A.      AMENDMENT OF ORIGINAL AGREEMENT.

        1. Amendment to Section 2.6. The last sentence of Section 2.6(a) of
the Original Agreement is hereby deleted in its entirety and replaced with
the following:

        "Notwithstanding the foregoing, at any time that Kmart's debt rating
        by both Moody's and S&P is greater than "A-", each Base Rate Margin
        and each LIBOR Margin set forth in the chart above shall be decreased
        by .125%. Any further decrease in the Base Rate Margin or LIBOR
        Margin shall be at the sole discretion of the Required Lenders."


C.      REPRESENTATIONS AND WARRANTIES.

        Borrower and Guarantor represent, warrant, covenant and agree that as
of the date hereof:

        1. Authority. Each of Borrower and the Company has full power,
authority and legal right to enter into this Second Amendment, and the
execution, delivery and performance by Borrower and the Company of this
Second Amendment:

                      (a) has been duly authorized by all necessary
        partnership or corporate action, as applicable, of Borrower and the
        Company;

                      (b) do not and will not, by lapse of time, the giving
        of notice or otherwise, contravene the terms of Borrower's or the
        Company's respective partnership agreement or certificate, articles
        of incorporation or bylaws or of any indenture, agreement or
        undertaking to which Borrower or the Company is a party or by which
        Borrower or Guarantor is or any of their respective property are
        bound;





                      (c) do not and will not require any governmental
        consent, registration or approval;

                      (d) do not and will not, by lapse of time, the giving
        of notice or otherwise, contravene any material contractual or
        governmental restriction to which Borrower or the Company, or any of
        their respective property may be subject; and

                      (e) do not and will not, except as contemplated herein,
        result in the imposition of any lien, charge, security interest or
        encumbrance upon any property of Borrower or the Company under any
        existing indenture, mortgage, deed of trust, loan or credit agreement
        or other material agreement or instrument to which Borrower or the
        Company is a party or by which Borrower or the Company or any of
        their respective property may be bound or affected.

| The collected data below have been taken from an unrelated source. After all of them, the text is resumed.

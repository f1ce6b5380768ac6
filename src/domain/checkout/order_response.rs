//! Tolerant reading of order placement responses, which come in several shapes.

use serde_json::Value;

const REDIRECT_URL_FIELDS: &[&[&str]] = &[&["redirect_url"], &["data", "redirect_url"]];

const ORDER_ID_FIELDS: &[&[&str]] = &[
    &["order", "id"],
    &["data", "order", "id"],
    &["order_id"],
    &["data", "order_id"],
    &["id"],
    &["data", "id"],
];

#[derive(Debug, Clone, PartialEq, Eq, Hash, serde::Serialize)]
#[serde(transparent)]
pub struct OrderId(String);

impl OrderId {
    pub fn as_str(&self) -> &str {
        &self.0
    }
}

impl std::fmt::Display for OrderId {
    fn fmt(&self, f: &mut std::fmt::Formatter<'_>) -> std::fmt::Result {
        f.write_str(&self.0)
    }
}

fn lookup<'a>(value: &'a Value, path: &[&str]) -> Option<&'a Value> {
    path.iter().try_fold(value, |current, field| current.get(field))
}

fn as_identifier(value: &Value) -> Option<String> {
    match value {
        Value::Number(number) => Some(number.to_string()),
        Value::String(text) if !text.trim().is_empty() => Some(text.trim().to_owned()),
        _ => None,
    }
}

/// The payment gateway URL, when the backend wants the browser sent elsewhere.
pub fn redirect_url(response: &Value) -> Option<String> {
    REDIRECT_URL_FIELDS
        .iter()
        .filter_map(|path| lookup(response, path))
        .find_map(|value| value.as_str())
        .map(str::trim)
        .filter(|url| !url.is_empty())
        .map(ToOwned::to_owned)
}

/// The order identifier from the first candidate field that holds one, or the response itself
/// when it is a bare id.
pub fn order_id(response: &Value) -> Option<OrderId> {
    ORDER_ID_FIELDS
        .iter()
        .filter_map(|path| lookup(response, path))
        .find_map(as_identifier)
        .or_else(|| as_identifier(response))
        .map(OrderId)
}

        2. Binding Effect. This Second Amendment is the legal, valid and
binding obligation of Borrower and Guarantor and is enforceable against
Borrower and Guarantor in accordance with its terms, except as such
enforceability may be limited by applicable bankruptcy, insolvency,
reorganization, moratorium or similar laws affecting the enforcement of
creditors' rights generally and by equitable principles (whether or not any
action to enforce such document is brought at law or in equity).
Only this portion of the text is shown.